Dataset entries
_ _ _ _ _

//! File-backed lexical index with BM25 ranking.
//!
//! Documents persist as a single JSON file; every mutation rewrites it
//! atomically and bumps the manifest. Raw scores follow the rank
//! convention of FTS engines (lower is better); the reported score is
//! normalized to `1/(1+max(raw, 0))` so higher is better.

use crate::manifest::{bump_manifest, load_manifest, manifest_path, update_manifest_digest};
use crate::{Hit, IndexError};
use parking_lot::Mutex;
use serde::{Deserialize, Serialize};
use serde_json::{json, Value};
use std::collections::BTreeMap;
use std::path::{Path, PathBuf};

const INDEX_NAME: &str = "lexical";
const BM25_K1: f64 = 1.2;
const BM25_B: f64 = 0.75;

#[derive(Debug, Default, Serialize, Deserialize)]
struct LexicalFile {
    docs: BTreeMap<String, String>,
}

struct IdentityCache {
    mtime: Option<std::time::SystemTime>,
    payload: Option<Value>,
}

/// The lexical index.
pub struct LexicalIndex {
    path: PathBuf,
    state: Mutex<LexicalFile>,
    identity: Mutex<IdentityCache>,
}

impl LexicalIndex {
    /// Open (or create) the index at `path`.
    pub fn open(path: &Path) -> Result<Self, IndexError> {
        if let Some(parent) = path.parent() {
            std::fs::create_dir_all(parent)?;
        }
        let state = if path.exists() {
            serde_json::from_slice(&std::fs::read(path)?)?
        } else {
            LexicalFile::default()
        };
        Ok(LexicalIndex {
            path: path.to_path_buf(),
            state: Mutex::new(state),
            identity: Mutex::new(IdentityCache {
                mtime: None,
                payload: None,
            }),
        })
    }

    /// Index (or replace) a document.
    pub fn index(&self, doc_id: &str, content: &str) -> Result<(), IndexError> {
        let span = tracing::info_span!("lexical_index", doc_id = %doc_id);
        let _guard = span.enter();
        {
            let mut state = self.state.lock();
            state.docs.insert(doc_id.to_string(), content.to_string());
            self.persist(&state)?;
        }
        bump_manifest(&self.path, INDEX_NAME)?;
        Ok(())
    }

    /// Index only when the content changed; identical content does not
    /// bump the manifest.
    pub fn index_if_changed(&self, doc_id: &str, content: &str) -> Result<bool, IndexError> {
        {
            let state = self.state.lock();
            if state.docs.get(doc_id).map(String::as_str) == Some(content) {
                return Ok(false);
            }
        }
        self.index(doc_id, content)?;
        Ok(true)
    }

    /// Number of indexed documents.
    pub fn count(&self) -> usize {
        self.state.lock().docs.len()
    }

    /// Query with BM25 ranking. Ties break by lexicographic doc id.
    pub fn query(&self, text: &str, limit: usize) -> Vec<Hit> {
        let state = self.state.lock();
        let terms = tokenize(text);
        if terms.is_empty() || state.docs.is_empty() {
            return Vec::new();
        }
        let total_docs = state.docs.len() as f64;
        let doc_tokens: BTreeMap<&String, Vec<String>> = state
            .docs
            .iter()
            .map(|(id, content)| (id, tokenize(content)))
            .collect();
        let avg_len = doc_tokens
            .values()
            .map(|tokens| tokens.len() as f64)
            .sum::<f64>()
            / total_docs;
        let mut scored: Vec<(f64, &String)> = Vec::new();
        for (doc_id, tokens) in &doc_tokens {
            let mut bm25 = 0.0f64;
            for term in &terms {
                let df = doc_tokens
                    .values()
                    .filter(|doc| doc.iter().any(|token| token == term))
                    .count() as f64;
                if df == 0.0 {
                    continue;
                }
                let tf = tokens.iter().filter(|token| *token == term).count() as f64;
                if tf == 0.0 {
                    continue;
                }
                let idf = ((total_docs - df + 0.5) / (df + 0.5) + 1.0).ln();
                let denom = tf
                    + BM25_K1 * (1.0 - BM25_B + BM25_B * tokens.len() as f64 / avg_len.max(1.0));
                bm25 += idf * tf * (BM25_K1 + 1.0) / denom;
            }
            if bm25 > 0.0 {
                // Rank convention: lower raw is better.
                scored.push((-bm25, *doc_id));
            }
        }
        scored.sort_by(|a, b| {
            a.0.partial_cmp(&b.0)
                .unwrap_or(std::cmp::Ordering::Equal)
                .then_with(|| a.1.cmp(b.1))
        });
        scored
            .into_iter()
            .take(limit)
            .map(|(raw, doc_id)| Hit {
                doc_id: doc_id.clone(),
                snippet: state.docs.get(doc_id).map(|content| snippet(content, &terms)),
                score: 1.0 / (1.0 + raw.max(0.0)),
            })
            .collect()
    }

    /// Identity for cache invalidation: `{backend, path, digest, version,
    /// manifest_path}`. The digest is recomputed when the file mtime
    /// changed since the last call.
    pub fn identity(&self) -> Result<Value, IndexError> {
        let mtime = std::fs::metadata(&self.path)
            .and_then(|meta| meta.modified())
            .ok();
        {
            let cache = self.identity.lock();
            if cache.mtime == mtime {
                if let Some(payload) = &cache.payload {
                    return Ok(payload.clone());
                }
            }
        }
        let digest = if self.path.exists() {
            Some(autocap_spec::sha256_file(&self.path)?)
        } else {
            None
        };
        let manifest = update_manifest_digest(&self.path, INDEX_NAME, digest.clone())?;
        let payload = json!({
            "backend": "bm25_file",
            "path": self.path.to_string_lossy(),
            "digest": digest,
            "version": manifest.version,
            "manifest_path": manifest_path(&self.path).to_string_lossy(),
        });
        *self.identity.lock() = IdentityCache {
            mtime,
            payload: Some(payload.clone()),
        };
        Ok(payload)
    }

    /// Current manifest version.
    pub fn version(&self) -> u64 {
        load_manifest(&self.path, INDEX_NAME).version
    }

    /// Index file path.
    pub fn path(&self) -> &Path {
        &self.path
    }

    fn persist(&self, state: &LexicalFile) -> Result<(), IndexError> {
        let tmp = self.path.with_extension("writing");
        std::fs::write(&tmp, serde_json::to_vec(state)?)?;
        std::fs::rename(&tmp, &self.path)?;
        Ok(())
    }
}

fn tokenize(text: &str) -> Vec<String> {
    text.split(|ch: char| !ch.is_ascii_alphanumeric() && ch != '_')
        .filter(|token| !token.is_empty())
        .map(str::to_ascii_lowercase)
        .collect()
}

/// Bracket the first matching term and trim to a ten-token window.
fn snippet(content: &str, terms: &[String]) -> String {
    let words: Vec<&str> = content.split_whitespace().collect();
    let hit = words.iter().position(|word| {
        let lowered = word.to_ascii_lowercase();
        terms.iter().any(|term| lowered.contains(term.as_str()))
    });
    let Some(hit) = hit else {
        return words.iter().take(10).cloned().collect::<Vec<_>>().join(" ");
    };
    let start = hit.saturating_sub(4);
    let end = (start + 10).min(words.len());
    let mut parts: Vec<String> = Vec::new();
    if start > 0 {
        parts.push("...".to_string());
    }
    for (idx, word) in words[start..end].iter().enumerate() {
        if start + idx == hit {
            parts.push(format!("[{word}]"));
        } else {
            parts.push((*word).to_string());
        }
    }
    if end < words.len() {
        parts.push("...".to_string());
    }
    parts.join(" ")
}

#[cfg(test)]
mod tests {
    use super::*;

    fn index(dir: &Path) -> LexicalIndex {
        LexicalIndex::open(&dir.join("lexical.idx")).unwrap()
    }

    #[test]
    fn query_returns_normalized_scores() {
        let dir = tempfile::tempdir().unwrap();
        let idx = index(dir.path());
        idx.index("doc1", "hello world").unwrap();
        idx.index("doc2", "unrelated content entirely").unwrap();
        let hits = idx.query("hello", 10);
        assert_eq!(hits.len(), 1);
        assert_eq!(hits[0].doc_id, "doc1");
        assert!(hits[0].score > 0.0 && hits[0].score <= 1.0);
        assert!(hits[0].snippet.as_deref().unwrap().contains("[hello]"));
    }

    #[test]
    fn better_matches_rank_first_with_doc_id_ties() {
        let dir = tempfile::tempdir().unwrap();
        let idx = index(dir.path());
        idx.index("b", "rust rust rust language").unwrap();
        idx.index("a", "rust language").unwrap();
        idx.index("c", "python language").unwrap();
        let hits = idx.query("rust", 10);
        assert_eq!(hits[0].doc_id, "b");
        assert_eq!(hits[1].doc_id, "a");
    }

    #[test]
    fn mutation_bumps_manifest_and_idempotent_reindex_does_not() {
        let dir = tempfile::tempdir().unwrap();
        let idx = index(dir.path());
        idx.index("doc1", "hello").unwrap();
        let after_first = idx.version();
        assert!(idx.index_if_changed("doc1", "hello changed").unwrap());
        let after_change = idx.version();
        assert_eq!(after_change, after_first + 1);
        assert!(!idx.index_if_changed("doc1", "hello changed").unwrap());
        assert_eq!(idx.version(), after_change);
    }

    #[test]
    fn identity_tracks_digest_and_version() {
        let dir = tempfile::tempdir().unwrap();
        let idx = index(dir.path());
        idx.index("doc1", "hello").unwrap();
        let identity = idx.identity().unwrap();
        let digest = identity["digest"].as_str().unwrap().to_string();
        assert_eq!(
            digest,
            autocap_spec::sha256_file(idx.path()).unwrap()
        );
        idx.index("doc2", "world").unwrap();
        let updated = idx.identity().unwrap();
        assert_ne!(updated["digest"].as_str().unwrap(), digest);
        assert!(updated["version"].as_u64().unwrap() > identity["version"].as_u64().unwrap());
    }
}
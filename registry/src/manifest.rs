//! Plugin manifest schema (`plugin.json`) and discovery.

use crate::RegistryError;
use serde::{Deserialize, Serialize};
use serde_json::Value;
use std::path::{Path, PathBuf};

/// One declared entrypoint.
#[derive(Debug, Clone, Serialize, Deserialize, PartialEq, Eq)]
pub struct Entrypoint {
    /// Entrypoint kind, e.g. `capability`.
    pub kind: String,
    /// Capability or hook id the entrypoint provides.
    pub id: String,
    /// Artifact path relative to the plugin directory.
    #[serde(default)]
    pub path: String,
    /// Callable symbol within the artifact.
    #[serde(default)]
    pub callable: String,
}

/// Declared plugin permissions. Everything defaults to denied.
#[derive(Debug, Clone, Copy, Default, Serialize, Deserialize, PartialEq, Eq)]
pub struct Permissions {
    /// Filesystem access beyond the plugin sandbox.
    #[serde(default)]
    pub filesystem: bool,
    /// GPU access.
    #[serde(default)]
    pub gpu: bool,
    /// Raw input hooks.
    #[serde(default)]
    pub raw_input: bool,
    /// Outbound network.
    #[serde(default)]
    pub network: bool,
}

/// Compatibility predicates.
#[derive(Debug, Clone, Default, Serialize, Deserialize, PartialEq, Eq)]
pub struct Compat {
    /// Minimum kernel version (inclusive), `major.minor.patch`.
    #[serde(default)]
    pub requires_kernel: Option<String>,
    /// Schema versions the plugin understands.
    #[serde(default)]
    pub requires_schema_versions: Vec<u32>,
}

/// Expected hashes from the manifest itself (cross-checked with the
/// lockfile).
#[derive(Debug, Clone, Default, Serialize, Deserialize, PartialEq, Eq)]
pub struct HashLock {
    /// SHA-256 of `plugin.json`.
    #[serde(default)]
    pub manifest_sha256: Option<String>,
    /// SHA-256 over the plugin directory contents.
    #[serde(default)]
    pub artifact_sha256: Option<String>,
}

/// Parsed `plugin.json`.
#[derive(Debug, Clone, Serialize, Deserialize, PartialEq, Eq)]
pub struct PluginManifest {
    /// Stable plugin id, e.g. `builtin.extract.ocr`.
    pub plugin_id: String,
    /// Plugin version string.
    pub version: String,
    /// Entrypoints the plugin exposes.
    #[serde(default)]
    pub entrypoints: Vec<Entrypoint>,
    /// Permission grants.
    #[serde(default)]
    pub permissions: Permissions,
    /// Capabilities the plugin needs from the kernel.
    #[serde(default)]
    pub required_capabilities: Vec<String>,
    /// Compatibility predicates.
    #[serde(default)]
    pub compat: Compat,
    /// Plugins that must instantiate first.
    #[serde(default)]
    pub depends_on: Vec<String>,
    /// Manifest-declared hashes.
    #[serde(default)]
    pub hash_lock: HashLock,
    /// Dotted settings paths the plugin may read.
    #[serde(default)]
    pub settings_paths: Vec<String>,
    /// Schema validating the plugin's settings subtree.
    #[serde(default)]
    pub settings_schema: Option<Value>,
    /// Free-form capability tags.
    #[serde(default)]
    pub capability_tags: Vec<String>,
    /// Capability names the plugin registers.
    #[serde(default)]
    pub provides: Vec<String>,
}

/// A manifest found on disk.
#[derive(Debug, Clone)]
pub struct DiscoveredPlugin {
    /// Parsed manifest.
    pub manifest: PluginManifest,
    /// Path of `plugin.json`.
    pub manifest_path: PathBuf,
    /// Plugin directory (the artifact root).
    pub dir: PathBuf,
}

/// Walk the search paths for `plugin.json` manifests. Unparseable
/// manifests are returned as errors in the second list so one broken
/// plugin never hides the others.
pub fn discover_manifests(
    search_paths: &[PathBuf],
) -> (Vec<DiscoveredPlugin>, Vec<RegistryError>) {
    let mut found = Vec::new();
    let mut errors = Vec::new();
    for root in search_paths {
        if !root.exists() {
            continue;
        }
        walk(root, &mut found, &mut errors);
    }
    found.sort_by(|a, b| a.manifest.plugin_id.cmp(&b.manifest.plugin_id));
    (found, errors)
}

fn walk(dir: &Path, found: &mut Vec<DiscoveredPlugin>, errors: &mut Vec<RegistryError>) {
    let manifest_path = dir.join("plugin.json");
    if manifest_path.is_file() {
        match parse_manifest(&manifest_path) {
            Ok(manifest) => found.push(DiscoveredPlugin {
                manifest,
                manifest_path,
                dir: dir.to_path_buf(),
            }),
            Err(err) => errors.push(err),
        }
        return;
    }
    let Ok(entries) = std::fs::read_dir(dir) else {
        return;
    };
    for entry in entries.filter_map(|entry| entry.ok()) {
        let path = entry.path();
        if path.is_dir() {
            walk(&path, found, errors);
        }
    }
}

fn parse_manifest(path: &Path) -> Result<PluginManifest, RegistryError> {
    let bytes = std::fs::read(path).map_err(|err| RegistryError::Manifest {
        path: path.to_path_buf(),
        message: err.to_string(),
    })?;
    serde_json::from_slice(&bytes).map_err(|err| RegistryError::Manifest {
        path: path.to_path_buf(),
        message: err.to_string(),
    })
}

/// Compare `kernel_version` against the manifest's minimum requirement.
pub fn kernel_compatible(requires: Option<&str>, kernel_version: &str) -> bool {
    let Some(minimum) = requires else {
        return true;
    };
    match (parse_version(minimum), parse_version(kernel_version)) {
        (Some(min), Some(kernel)) => kernel >= min,
        _ => false,
    }
}

fn parse_version(text: &str) -> Option<(u32, u32, u32)> {
    let mut parts = text.trim().trim_start_matches(">=").trim().split('.');
    let major = parts.next()?.parse().ok()?;
    let minor = parts.next().unwrap_or("0").parse().ok()?;
    let patch = parts.next().unwrap_or("0").parse().ok()?;
    Some((major, minor, patch))
}

#[cfg(test)]
mod tests {
    use super::*;
    use serde_json::json;

    pub(crate) fn write_plugin(root: &Path, plugin_id: &str, manifest: Value) -> PathBuf {
        let dir = root.join(plugin_id);
        std::fs::create_dir_all(&dir).unwrap();
        std::fs::write(
            dir.join("plugin.json"),
            serde_json::to_vec_pretty(&manifest).unwrap(),
        )
        .unwrap();
        dir
    }

    #[test]
    fn discovery_finds_nested_manifests() {
        let root = tempfile::tempdir().unwrap();
        write_plugin(
            root.path(),
            "builtin.capture.screen",
            json!({"plugin_id": "builtin.capture.screen", "version": "1.0.0"}),
        );
        write_plugin(
            root.path(),
            "builtin.extract.ocr",
            json!({
                "plugin_id": "builtin.extract.ocr",
                "version": "0.3.1",
                "permissions": {"gpu": true},
                "depends_on": ["builtin.capture.screen"],
            }),
        );
        let (found, errors) = discover_manifests(&[root.path().to_path_buf()]);
        assert!(errors.is_empty());
        assert_eq!(found.len(), 2);
        assert_eq!(found[0].manifest.plugin_id, "builtin.capture.screen");
        assert!(found[1].manifest.permissions.gpu);
        assert!(!found[1].manifest.permissions.network);
    }

    #[test]
    fn broken_manifest_is_isolated() {
        let root = tempfile::tempdir().unwrap();
        let dir = root.path().join("broken");
        std::fs::create_dir_all(&dir).unwrap();
        std::fs::write(dir.join("plugin.json"), b"{not json").unwrap();
        write_plugin(
            root.path(),
            "builtin.ok",
            json!({"plugin_id": "builtin.ok", "version": "1.0.0"}),
        );
        let (found, errors) = discover_manifests(&[root.path().to_path_buf()]);
        assert_eq!(found.len(), 1);
        assert_eq!(errors.len(), 1);
    }

    #[test]
    fn kernel_compat_is_a_minimum_bound() {
        assert!(kernel_compatible(None, "1.2.3"));
        assert!(kernel_compatible(Some("1.0.0"), "1.2.3"));
        assert!(kernel_compatible(Some(">=1.2.0"), "1.2.0"));
        assert!(!kernel_compatible(Some("2.0.0"), "1.9.9"));
        assert!(!kernel_compatible(Some("not-a-version"), "1.0.0"));
    }
}
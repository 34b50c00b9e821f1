//! Plugin and capability registry: content-addressed plugin loading with
//! lockfile enforcement, per-plugin permissions, a deny-by-default
//! network guard, and crash-isolated instantiation.

/// Capability table and the network guard.
pub mod capability;
/// Contract and plugin lockfiles.
pub mod lockfile;
/// Plugin manifest schema and discovery.
pub mod manifest;
/// Registry load sequence.
pub mod registry;

pub use capability::{Capability, CapabilityTable, NetworkGuard, PluginCapability};
pub use lockfile::{verify_contract_lock, ContractLock, PluginLockRecord, PluginLocks};
pub use manifest::{discover_manifests, DiscoveredPlugin, Permissions, PluginManifest};
pub use registry::{LoadReport, PluginFactory, PluginInstance, Registry, RegistryConfig};

use std::path::PathBuf;
use thiserror::Error;

/// Errors raised by the registry.
#[derive(Debug, Error)]
pub enum RegistryError {
    /// Contract lockfile missing or hash-mismatched. Fatal at boot.
    #[error("contract violation: {0}")]
    ContractViolation(String),
    /// A capability without network privilege attempted network use.
    #[error("network denied for capability {0}")]
    NetworkDenied(String),
    /// Plugin instantiation or invocation failed (isolated).
    #[error("plugin {plugin_id}: {message}")]
    Plugin {
        /// Offending plugin.
        plugin_id: String,
        /// Failure detail.
        message: String,
    },
    /// Manifest file unreadable or invalid.
    #[error("manifest at {path}: {message}")]
    Manifest {
        /// Manifest path.
        path: PathBuf,
        /// Failure detail.
        message: String,
    },
    /// Unknown capability name requested from the table.
    #[error("unknown capability: {0}")]
    UnknownCapability(String),
    /// Storage failure while auditing.
    #[error(transparent)]
    Store(#[from] autocap_store::StoreError),
    /// Filesystem failure during discovery or hashing.
    #[error("registry io: {0}")]
    Io(#[from] std::io::Error),
}
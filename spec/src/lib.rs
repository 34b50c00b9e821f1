//! Record specification for the capture engine: canonical JSON, content
//! hashing, run-scoped record identifiers, and the journal/ledger schema
//! with hash-chain validation.
#![deny(missing_docs)]

/// Canonical JSON emitter shared by hashing and persistence.
pub mod canonical;
/// SHA-256 / BLAKE3 helpers over bytes, text, files, and directories.
pub mod hashing;
/// Run-scoped record identifiers.
pub mod ids;
/// Journal event and ledger entry schema plus chain validation.
pub mod records;
/// JSON-schema-subset validation for configuration and plugin settings.
pub mod schema;

pub use canonical::{canonical_json, float_token};
pub use hashing::{
    blake3_hex, sha256_canonical, sha256_dir, sha256_file, sha256_hex, sha256_text,
};
pub use ids::{encode_component, prefixed_id, RunId};
pub use records::{
    derived_record, verify_chain, with_payload_hash, ChainError, JournalEvent, LedgerEntry,
    RecordError,
};

/// Hex-encoded SHA-256 digest.
pub type HexDigest = String;

/// Current UTC timestamp in RFC 3339 form.
pub fn now_utc() -> String {
    chrono::Utc::now().to_rfc3339()
}
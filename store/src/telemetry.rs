//! In-process telemetry snapshots: latest payload per category plus a
//! bounded ring buffer of history.

use parking_lot::Mutex;
use serde_json::Value;
use std::collections::{HashMap, VecDeque};

/// Telemetry store shared through the capability table.
pub struct TelemetryStore {
    max_samples: usize,
    inner: Mutex<TelemetryInner>,
}

#[derive(Default)]
struct TelemetryInner {
    latest: HashMap<String, Value>,
    history: HashMap<String, VecDeque<Value>>,
}

impl TelemetryStore {
    /// New store retaining `max_samples` history entries per category.
    pub fn new(max_samples: usize) -> Self {
        TelemetryStore {
            max_samples,
            inner: Mutex::new(TelemetryInner::default()),
        }
    }

    /// Record a payload under a category.
    pub fn record(&self, category: &str, payload: Value) {
        if category.is_empty() {
            return;
        }
        let mut inner = self.inner.lock();
        inner.latest.insert(category.to_string(), payload.clone());
        let history = inner.history.entry(category.to_string()).or_default();
        history.push_back(payload);
        while self.max_samples > 0 && history.len() > self.max_samples {
            history.pop_front();
        }
    }

    /// Latest payload for a category.
    pub fn latest(&self, category: &str) -> Option<Value> {
        self.inner.lock().latest.get(category).cloned()
    }

    /// Full snapshot: latest per category and the ring-buffer history.
    pub fn snapshot(&self) -> Value {
        let inner = self.inner.lock();
        let latest: serde_json::Map<String, Value> = inner
            .latest
            .iter()
            .map(|(key, value)| (key.clone(), value.clone()))
            .collect();
        let history: serde_json::Map<String, Value> = inner
            .history
            .iter()
            .map(|(key, items)| {
                (
                    key.clone(),
                    Value::Array(items.iter().cloned().collect()),
                )
            })
            .collect();
        serde_json::json!({"latest": latest, "history": history})
    }
}

impl Default for TelemetryStore {
    fn default() -> Self {
        TelemetryStore::new(120)
    }
}

#[cfg(test)]
mod tests {
    use super::*;
    use serde_json::json;

    #[test]
    fn ring_buffer_is_bounded() {
        let store = TelemetryStore::new(3);
        for idx in 0..10 {
            store.record("runtime", json!({"tick": idx}));
        }
        let snapshot = store.snapshot();
        let history = snapshot["history"]["runtime"].as_array().unwrap();
        assert_eq!(history.len(), 3);
        assert_eq!(history[0]["tick"], json!(7));
        assert_eq!(store.latest("runtime").unwrap()["tick"], json!(9));
    }

    #[test]
    fn empty_category_is_ignored() {
        let store = TelemetryStore::default();
        store.record("", json!({"x": 1}));
        assert!(store.latest("").is_none());
    }
}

_ _ _ _ _

> Work instruction: Read the entries and select each line where the word "next" is found.

> Your response:
    let major = parts.next()?.parse().ok()?;
    let minor = parts.next().unwrap_or("0").parse().ok()?;
    let patch = parts.next().unwrap_or("0").parse().ok()?;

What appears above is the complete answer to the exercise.